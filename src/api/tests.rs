use axum::http::{Method, StatusCode};
use axum::Router;
use tower::ServiceExt;

use crate::test_support::{self, json_request, read_json};

async fn create_candidate(app: &Router, first_name: &str, last_name: &str) -> String {
    let response = app
        .clone()
        .oneshot(json_request(
            Method::POST,
            "/candidates",
            Some(serde_json::json!({"first_name": first_name, "last_name": last_name})),
        ))
        .await
        .expect("response");
    assert_eq!(response.status(), StatusCode::OK);
    read_json(response).await["candidate_public_id"].as_str().expect("candidate id").to_string()
}

async fn create_assignment(app: &Router, title: &str) -> String {
    let response = app
        .clone()
        .oneshot(json_request(
            Method::POST,
            "/assignments",
            Some(serde_json::json!({"title": title, "description": "Implement the thing"})),
        ))
        .await
        .expect("response");
    assert_eq!(response.status(), StatusCode::OK);
    read_json(response).await["assignment_public_id"].as_str().expect("assignment id").to_string()
}

#[tokio::test]
async fn root_returns_service_banner() {
    let ctx = test_support::setup_test_context().await;

    let response = ctx
        .app
        .clone()
        .oneshot(json_request(Method::GET, "/", None))
        .await
        .expect("response");

    assert_eq!(response.status(), StatusCode::OK);
    let json = read_json(response).await;
    assert_eq!(json["message"], "Gradeflow API");
}

#[tokio::test]
async fn health_reports_database_component() {
    let ctx = test_support::setup_test_context().await;

    let response = ctx
        .app
        .clone()
        .oneshot(json_request(Method::GET, "/health", None))
        .await
        .expect("response");

    assert_eq!(response.status(), StatusCode::OK);
    let json = read_json(response).await;
    assert_eq!(json["status"], "healthy");
    assert_eq!(json["role"], "api");
    assert_eq!(json["components"]["database"], "healthy");
}

#[tokio::test]
async fn ready_without_worker_reports_loop_disabled() {
    let ctx = test_support::setup_test_context().await;

    let response = ctx
        .app
        .clone()
        .oneshot(json_request(Method::GET, "/ready", None))
        .await
        .expect("response");

    assert_eq!(response.status(), StatusCode::OK);
    let json = read_json(response).await;
    assert_eq!(json["status"], "ready");
    assert_eq!(json["worker_loop_enabled"], false);
    assert_eq!(json["worker_metrics"]["ticks_total"], 0);
}

#[tokio::test]
async fn metrics_disabled_returns_404() {
    let ctx = test_support::setup_test_context().await;

    let response = ctx
        .app
        .clone()
        .oneshot(json_request(Method::GET, "/metrics", None))
        .await
        .expect("response");

    assert_eq!(response.status(), StatusCode::NOT_FOUND);
}

#[tokio::test]
async fn submission_create_and_status_trace() {
    let ctx = test_support::setup_test_context().await;
    let candidate_id = create_candidate(&ctx.app, "Jane", "Doe").await;
    let assignment_id = create_assignment(&ctx.app, "FizzBuzz").await;

    let response = ctx
        .app
        .clone()
        .oneshot(json_request(
            Method::POST,
            "/submissions",
            Some(serde_json::json!({
                "source_external_id": "cli-upload-1",
                "candidate_public_id": candidate_id,
                "assignment_public_id": assignment_id,
            })),
        ))
        .await
        .expect("response");
    assert_eq!(response.status(), StatusCode::OK);
    let created = read_json(response).await;
    assert_eq!(created["state"], "uploaded");
    assert_eq!(created["created"], true);
    let submission_id = created["submission_id"].as_str().expect("submission id");
    assert!(submission_id.starts_with("sub_"));

    let response = ctx
        .app
        .clone()
        .oneshot(json_request(Method::GET, &format!("/submissions/{submission_id}"), None))
        .await
        .expect("response");
    assert_eq!(response.status(), StatusCode::OK);
    let status = read_json(response).await;
    assert_eq!(status["state"], "uploaded");
    assert_eq!(status["candidate_public_id"], candidate_id);
    assert_eq!(status["assignment_public_id"], assignment_id);
    assert_eq!(status["attempts"]["normalization"], 0);
    assert_eq!(status["artifacts"], serde_json::json!({}));
    assert!(status["last_error_code"].is_null());
}

#[tokio::test]
async fn submission_validation_and_not_found() {
    let ctx = test_support::setup_test_context().await;
    let candidate_id = create_candidate(&ctx.app, "Jane", "Doe").await;

    // Malformed assignment id.
    let response = ctx
        .app
        .clone()
        .oneshot(json_request(
            Method::POST,
            "/submissions",
            Some(serde_json::json!({
                "source_external_id": "x",
                "candidate_public_id": candidate_id,
                "assignment_public_id": "asg_nope",
            })),
        ))
        .await
        .expect("response");
    assert_eq!(response.status(), StatusCode::UNPROCESSABLE_ENTITY);

    // Well-formed but unknown candidate.
    let response = ctx
        .app
        .clone()
        .oneshot(json_request(
            Method::POST,
            "/submissions",
            Some(serde_json::json!({
                "source_external_id": "x",
                "candidate_public_id": "cand_01J8ZC3A6W5V9XKQ4T2M7R8DNE",
                "assignment_public_id": "asg_01J8ZC3A6W5V9XKQ4T2M7R8DNF",
            })),
        ))
        .await
        .expect("response");
    assert_eq!(response.status(), StatusCode::BAD_REQUEST);

    let response = ctx
        .app
        .clone()
        .oneshot(json_request(
            Method::GET,
            "/submissions/sub_01J8ZC3A6W5V9XKQ4T2M7R8DNE",
            None,
        ))
        .await
        .expect("response");
    assert_eq!(response.status(), StatusCode::NOT_FOUND);
}

#[tokio::test]
async fn webhook_is_idempotent_by_update_id() {
    let ctx = test_support::setup_test_context().await;
    let candidate_id = create_candidate(&ctx.app, "Jane", "Doe").await;
    let assignment_id = create_assignment(&ctx.app, "FizzBuzz").await;

    let body = serde_json::json!({
        "update_id": "42",
        "candidate_public_id": candidate_id,
        "assignment_public_id": assignment_id,
        "file_id": "tg-file-1",
        "file_name": "solution.md",
        "chat_id": 1001,
    });

    let first = ctx
        .app
        .clone()
        .oneshot(json_request(Method::POST, "/webhooks/telegram", Some(body.clone())))
        .await
        .expect("response");
    assert_eq!(first.status(), StatusCode::OK);
    let first = read_json(first).await;
    assert_eq!(first["state"], "telegram_update_received");
    assert_eq!(first["created"], true);

    let second = ctx
        .app
        .clone()
        .oneshot(json_request(Method::POST, "/webhooks/telegram", Some(body)))
        .await
        .expect("response");
    assert_eq!(second.status(), StatusCode::OK);
    let second = read_json(second).await;
    assert_eq!(second["created"], false);
    assert_eq!(second["submission_id"], first["submission_id"]);

    let count: i64 = sqlx::query_scalar("SELECT count(*) FROM submissions")
        .fetch_one(ctx.state.db())
        .await
        .expect("count");
    assert_eq!(count, 1);

    // Replays observe identical state.
    let submission_id = first["submission_id"].as_str().expect("submission id");
    let status_a = read_json(
        ctx.app
            .clone()
            .oneshot(json_request(Method::GET, &format!("/submissions/{submission_id}"), None))
            .await
            .expect("response"),
    )
    .await;
    let status_b = read_json(
        ctx.app
            .clone()
            .oneshot(json_request(Method::GET, &format!("/submissions/{submission_id}"), None))
            .await
            .expect("response"),
    )
    .await;
    assert_eq!(status_a, status_b);
}

#[tokio::test(flavor = "multi_thread", worker_threads = 4)]
async fn concurrent_webhooks_with_same_update_id_create_one_submission() {
    let ctx = test_support::setup_test_context().await;
    let candidate_id = create_candidate(&ctx.app, "Jane", "Doe").await;
    let assignment_id = create_assignment(&ctx.app, "FizzBuzz").await;

    let body = serde_json::json!({
        "update_id": "777",
        "candidate_public_id": candidate_id,
        "assignment_public_id": assignment_id,
        "file_id": "tg-file-7",
    });

    let app_a = ctx.app.clone();
    let app_b = ctx.app.clone();
    let body_a = body.clone();
    let task_a = tokio::spawn(async move {
        app_a.oneshot(json_request(Method::POST, "/webhooks/telegram", Some(body_a))).await
    });
    let task_b = tokio::spawn(async move {
        app_b.oneshot(json_request(Method::POST, "/webhooks/telegram", Some(body))).await
    });

    let response_a = task_a.await.expect("join").expect("response");
    let response_b = task_b.await.expect("join").expect("response");
    assert_eq!(response_a.status(), StatusCode::OK);
    assert_eq!(response_b.status(), StatusCode::OK);

    let json_a = read_json(response_a).await;
    let json_b = read_json(response_b).await;
    assert_eq!(json_a["submission_id"], json_b["submission_id"]);

    let count: i64 = sqlx::query_scalar(
        "SELECT count(*) FROM submission_sources
         WHERE source_type = 'telegram_webhook' AND source_external_id = '777'",
    )
    .fetch_one(ctx.state.db())
    .await
    .expect("count");
    assert_eq!(count, 1);
}

#[tokio::test]
async fn feedback_lists_only_evaluated_submissions() {
    let ctx = test_support::setup_test_context().await;

    let response = ctx
        .app
        .clone()
        .oneshot(json_request(Method::GET, "/feedback", None))
        .await
        .expect("response");
    assert_eq!(response.status(), StatusCode::OK);
    let json = read_json(response).await;
    assert_eq!(json["items"], serde_json::json!([]));
}

#[tokio::test]
async fn assignments_list_respects_active_filter() {
    let ctx = test_support::setup_test_context().await;

    create_assignment(&ctx.app, "Active one").await;
    let response = ctx
        .app
        .clone()
        .oneshot(json_request(
            Method::POST,
            "/assignments",
            Some(serde_json::json!({
                "title": "Retired",
                "description": "Old task",
                "is_active": false,
            })),
        ))
        .await
        .expect("response");
    assert_eq!(response.status(), StatusCode::OK);

    let json = read_json(
        ctx.app
            .clone()
            .oneshot(json_request(Method::GET, "/assignments", None))
            .await
            .expect("response"),
    )
    .await;
    assert_eq!(json["items"].as_array().expect("items").len(), 1);

    let json = read_json(
        ctx.app
            .clone()
            .oneshot(json_request(Method::GET, "/assignments?active_only=false", None))
            .await
            .expect("response"),
    )
    .await;
    assert_eq!(json["items"].as_array().expect("items").len(), 2);
}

= Task requirements =
From the material above, retype precisely the lines between the line holding "assert_eq!(response.status(), StatusCode::UNPROCESSABLE_ENTITY);" and the line holding "assert_eq!(response.status(), StatusCode::BAD_REQUEST);", inclusive, and nothing beyond them.

= Reply to the exercise =
    assert_eq!(response.status(), StatusCode::UNPROCESSABLE_ENTITY);

    // Well-formed but unknown candidate.
    let response = ctx
        .app
        .clone()
        .oneshot(json_request(
            Method::POST,
            "/submissions",
            Some(serde_json::json!({
                "source_external_id": "x",
                "candidate_public_id": "cand_01J8ZC3A6W5V9XKQ4T2M7R8DNE",
                "assignment_public_id": "asg_01J8ZC3A6W5V9XKQ4T2M7R8DNF",
            })),
        ))
        .await
        .expect("response");
    assert_eq!(response.status(), StatusCode::BAD_REQUEST);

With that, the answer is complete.